TASK DIRECTIONS |
Where the string "derive" appears in a line of the data, show that line.

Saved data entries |
____
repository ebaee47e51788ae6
//! Form encoding of request bodies in Stripe's bracketed notation.

use checkout_core::customer::{CustomerRequest, PostalAddress};
use checkout_core::payment::{SessionRequest, ORDER_ID_METADATA_KEY};

pub(crate) type FormParams = Vec<(String, String)>;

fn push(params: &mut FormParams, key: impl Into<String>, value: impl ToString) {
    params.push((key.into(), value.to_string()));
}

pub(crate) fn session_params(request: &SessionRequest) -> FormParams {
    let mut params = FormParams::new();

    push(&mut params, "mode", "payment");
    push(&mut params, "customer", &request.customer_id);
    push(&mut params, "success_url", &request.success_url);
    push(&mut params, "cancel_url", &request.cancel_url);
    push(&mut params, format!("metadata[{}]", ORDER_ID_METADATA_KEY), request.order_id);
    push(&mut params, "payment_intent_data[capture_method]", request.capture_method.as_str());
    push(
        &mut params,
        format!("payment_intent_data[metadata][{}]", ORDER_ID_METADATA_KEY),
        request.order_id,
    );

    let rate = "shipping_options[0][shipping_rate_data]";
    push(&mut params, format!("{rate}[type]"), "fixed_amount");
    push(&mut params, format!("{rate}[display_name]"), &request.shipping.display_name);
    push(&mut params, format!("{rate}[fixed_amount][amount]"), request.shipping.amount);
    push(&mut params, format!("{rate}[fixed_amount][currency]"), &request.shipping.currency);
    push(&mut params, format!("{rate}[tax_behavior]"), "inclusive");

    for (i, item) in request.line_items.iter().enumerate() {
        let prefix = format!("line_items[{i}]");
        push(&mut params, format!("{prefix}[quantity]"), item.quantity);
        push(&mut params, format!("{prefix}[price_data][currency]"), &item.currency);
        push(&mut params, format!("{prefix}[price_data][unit_amount]"), item.unit_amount);
        push(&mut params, format!("{prefix}[price_data][product_data][name]"), &item.name);
        push(&mut params, format!("{prefix}[price_data][tax_behavior]"), "inclusive");
    }

    params
}

fn push_address(params: &mut FormParams, prefix: &str, address: &PostalAddress) {
    push(params, format!("{prefix}[line1]"), &address.line1);
    push(params, format!("{prefix}[line2]"), &address.line2);
    push(params, format!("{prefix}[city]"), &address.city);
    push(params, format!("{prefix}[country]"), &address.country);
    push(params, format!("{prefix}[postal_code]"), &address.postal_code);
    if let Some(state) = &address.state {
        push(params, format!("{prefix}[state]"), state);
    }
}

pub(crate) fn customer_params(request: &CustomerRequest) -> FormParams {
    let mut params = FormParams::new();
    push(&mut params, "email", &request.email);
    push_address(&mut params, "address", &request.address);
    push(&mut params, "shipping[name]", &request.shipping.name);
    push_address(&mut params, "shipping[address]", &request.shipping.address);
    params
}

/// Exact match query for the customer search endpoint.
pub(crate) fn email_query(email: &str) -> String {
    let escaped = email.replace('\\', "\\\\").replace('\'', "\\'");
    format!("email:'{}'", escaped)
}

#[cfg(test)]
mod tests {
    use super::*;
    use checkout_core::customer::ShippingDetails;
    use checkout_core::payment::{CaptureMethod, LineItem, ShippingRate};
    use uuid::Uuid;

    fn value<'a>(params: &'a FormParams, key: &str) -> Option<&'a str> {
        params.iter().find(|(k, _)| k == key).map(|(_, v)| v.as_str())
    }

    fn address() -> PostalAddress {
        PostalAddress {
            line1: "12 St James's Square".to_string(),
            line2: String::new(),
            city: "London".to_string(),
            country: "GB".to_string(),
            postal_code: "SW1Y 4JH".to_string(),
            state: None,
        }
    }

    #[test]
    fn test_session_params() {
        let order_id = Uuid::new_v4();
        let request = SessionRequest {
            order_id,
            customer_id: "cus_1".to_string(),
            line_items: vec![
                LineItem { name: "Poster".to_string(), unit_amount: 1250, quantity: 2, currency: "eur".to_string() },
                LineItem { name: "Cards".to_string(), unit_amount: 500, quantity: 1, currency: "eur".to_string() },
            ],
            shipping: ShippingRate { display_name: "Standard Parcel".to_string(), amount: 490, currency: "eur".to_string() },
            success_url: "https://shop.example/ok".to_string(),
            cancel_url: "https://shop.example/cancel".to_string(),
            capture_method: CaptureMethod::Manual,
        };

        let params = session_params(&request);

        assert_eq!(value(&params, "mode"), Some("payment"));
        assert_eq!(value(&params, "customer"), Some("cus_1"));
        assert_eq!(value(&params, "metadata[order_id]"), Some(order_id.to_string().as_str()));
        assert_eq!(value(&params, "payment_intent_data[capture_method]"), Some("manual"));
        assert_eq!(value(&params, "shipping_options[0][shipping_rate_data][fixed_amount][amount]"), Some("490"));
        assert_eq!(value(&params, "shipping_options[0][shipping_rate_data][tax_behavior]"), Some("inclusive"));
        assert_eq!(value(&params, "line_items[0][price_data][unit_amount]"), Some("1250"));
        assert_eq!(value(&params, "line_items[0][quantity]"), Some("2"));
        assert_eq!(value(&params, "line_items[1][price_data][product_data][name]"), Some("Cards"));
        assert_eq!(value(&params, "line_items[1][price_data][tax_behavior]"), Some("inclusive"));
        assert_eq!(value(&params, "line_items[2][quantity]"), None);
    }

    #[test]
    fn test_customer_params_skip_missing_state() {
        let mut shipping_address = address();
        shipping_address.state = Some("Greater London".to_string());
        let request = CustomerRequest {
            email: "ada@example.com".to_string(),
            address: address(),
            shipping: ShippingDetails { name: "Ada Lovelace".to_string(), address: shipping_address },
        };

        let params = customer_params(&request);

        assert_eq!(value(&params, "address[line2]"), Some(""));
        assert_eq!(value(&params, "address[state]"), None);
        assert_eq!(value(&params, "shipping[name]"), Some("Ada Lovelace"));
        assert_eq!(value(&params, "shipping[address][state]"), Some("Greater London"));
    }

    #[test]
    fn test_email_query_escapes_quotes() {
        assert_eq!(email_query("ada@example.com"), "email:'ada@example.com'");
        assert_eq!(email_query("o'brien@example.com"), "email:'o\\'brien@example.com'");
    }
}
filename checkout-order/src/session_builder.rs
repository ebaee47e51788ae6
use checkout_core::order::Order;
use checkout_core::payment::{CaptureMethod, LineItem, SessionRequest, ShippingRate};
use checkout_core::ProviderError;
use checkout_core::repository::RepositoryError;
use uuid::Uuid;

const ORDER_ID_PLACEHOLDER: &str = "{order_id}";

#[derive(Debug, thiserror::Error)]
pub enum CheckoutError {
    #[error("Order has no currency code")]
    MissingCurrency,

    #[error("Order has no line items")]
    EmptyOrder,

    #[error("Invalid line item #{index}: {reason}")]
    InvalidLineItem {
        index: usize,
        reason: String,
    },

    #[error("Invalid shipping selection: {0}")]
    InvalidShipping(String),

    #[error(transparent)]
    Provider(#[from] ProviderError),

    #[error("Pending reference store failure: {0}")]
    PendingStore(RepositoryError),
}

impl CheckoutError {
    /// True when the order itself cannot be checked out, as opposed to a remote failure.
    pub fn is_validation(&self) -> bool {
        matches!(
            self,
            CheckoutError::MissingCurrency
                | CheckoutError::EmptyOrder
                | CheckoutError::InvalidLineItem { .. }
                | CheckoutError::InvalidShipping(_)
        )
    }
}

/// Success/cancel URL templates. `{order_id}` is replaced per order.
#[derive(Debug, Clone)]
pub struct ReturnUrls {
    pub success_url: String,
    pub cancel_url: String,
}

impl ReturnUrls {
    pub fn new(success_url: impl Into<String>, cancel_url: impl Into<String>) -> Self {
        Self {
            success_url: success_url.into(),
            cancel_url: cancel_url.into(),
        }
    }

    pub fn for_order(&self, order_id: Uuid) -> (String, String) {
        let id = order_id.to_string();
        (
            self.success_url.replace(ORDER_ID_PLACEHOLDER, &id),
            self.cancel_url.replace(ORDER_ID_PLACEHOLDER, &id),
        )
    }
}

/// Assembles the session request for an order. Pure, performs no remote calls.
#[derive(Debug, Clone, Default)]
pub struct SessionBuilder {
    capture_method: CaptureMethod,
}

impl SessionBuilder {
    pub fn new(capture_method: CaptureMethod) -> Self {
        Self { capture_method }
    }

    /// Checks that the order can be turned into a session request. Runs
    /// before any remote call.
    pub fn validate(&self, order: &Order) -> Result<(), CheckoutError> {
        self.priced_items(order).map(|_| ())
    }

    pub fn build(
        &self,
        order: &Order,
        customer_id: &str,
        urls: &ReturnUrls,
    ) -> Result<SessionRequest, CheckoutError> {
        let (line_items, shipping) = self.priced_items(order)?;
        let (success_url, cancel_url) = urls.for_order(order.id);

        Ok(SessionRequest {
            order_id: order.id,
            customer_id: customer_id.to_string(),
            line_items,
            shipping,
            success_url,
            cancel_url,
            capture_method: self.capture_method,
        })
    }

    fn priced_items(&self, order: &Order) -> Result<(Vec<LineItem>, ShippingRate), CheckoutError> {
        let currency = order.currency.trim().to_lowercase();
        if currency.is_empty() {
            return Err(CheckoutError::MissingCurrency);
        }

        if order.lines.is_empty() {
            return Err(CheckoutError::EmptyOrder);
        }

        let mut line_items = Vec::with_capacity(order.lines.len());
        for (index, line) in order.lines.iter().enumerate() {
            if line.name.trim().is_empty() {
                return Err(CheckoutError::InvalidLineItem {
                    index,
                    reason: "missing product name".to_string(),
                });
            }
            if line.quantity == 0 {
                return Err(CheckoutError::InvalidLineItem {
                    index,
                    reason: "quantity must be at least 1".to_string(),
                });
            }
            if line.unit_price_post_taxes <= 0 {
                return Err(CheckoutError::InvalidLineItem {
                    index,
                    reason: format!("unit amount must be positive, got {}", line.unit_price_post_taxes),
                });
            }

            line_items.push(LineItem {
                name: line.name.clone(),
                unit_amount: line.unit_price_post_taxes,
                quantity: line.quantity,
                currency: currency.clone(),
            });
        }

        let display_name = order
            .shipping
            .method_name
            .as_deref()
            .map(str::trim)
            .filter(|name| !name.is_empty())
            .ok_or_else(|| CheckoutError::InvalidShipping("missing shipping method name".to_string()))?;

        if order.shipping.total_post_taxes < 0 {
            return Err(CheckoutError::InvalidShipping(format!(
                "shipping amount must not be negative, got {}",
                order.shipping.total_post_taxes
            )));
        }

        let shipping = ShippingRate {
            display_name: display_name.to_string(),
            amount: order.shipping.total_post_taxes,
            currency,
        };

        Ok((line_items, shipping))
    }
}
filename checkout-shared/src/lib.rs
pub mod pii;

pub use pii::Masked;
____
ANSWER TO THIS PROBLEM |
#[derive(Debug, thiserror::Error)]
#[derive(Debug, Clone)]
#[derive(Debug, Clone, Default)]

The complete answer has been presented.